Daniel Schorr, the veteran journalist who took on giants and started his career with JTA, has died.

Schorr, 93, died Friday in Washington, according to a statement from NPR, where he still worked as a commentator.

Schorr started working as a journalist at the Jewish Telegraphic Agency from 1934 to 1941. He first worked for its daily newspaper, the Jewish Daily Bulletin, as a reporter and then after its demise for JTA as a cable rewrite man, writing news stories based on cables from around the world.

After JTA, he worked for a while for a Dutch news agency, served in the army, and then returned to the Dutch agency, always pressing for a New York Times job.

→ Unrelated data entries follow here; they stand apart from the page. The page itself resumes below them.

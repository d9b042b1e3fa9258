use color_eyre::Result;
use crossterm::event::KeyEvent;
use ratatui::{Frame, layout::Rect};

use crate::{action::Action, tui::EventResponse};

pub mod form_view;
pub mod status_bar;

pub use form_view::FormView;
pub use status_bar::StatusBar;

/// `Component` is a visual and interactive element owned by a page (or by the
/// app itself). It receives key events, follows actions and draws itself.
pub trait Component {
    fn name(&self) -> &str;

    fn handle_key_events(&mut self, key: KeyEvent) -> Result<Option<EventResponse<Action>>> {
        let _ = key;
        Ok(None)
    }

    fn update(&mut self, action: &Action) -> Result<Option<Action>> {
        let _ = action;
        Ok(None)
    }

    fn draw(&mut self, f: &mut Frame<'_>, area: Rect) -> Result<()>;
}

After finally being turned down in 1953 – because, he said, the paper feared having too many Jewish bylines – he landed a job with CBS and opened its Moscow bureau, where he worked until Soviet authorities told him not to return from a vacation, in 1957.

His aggressive coverage of government earned him enemies. He even made President Nixon’s famed “enemies list” for his coverage of the Watergate wiretapping and burglary scandal, which earned him three Emmys.

He parted with CBS in 1976 over its refusal to air his scoop about a congressional report on CIA malfeasance.

He worked for CNN for from its inception in 1979 until he fell out with management in 1985 over his refusal to accommodate former politicians as commentators equal to journalists. Since then he worked for NPR.

According to the New York Times, he is survived by his wife, Lisbeth, a daughter, Lisa, and a son, Jonathan.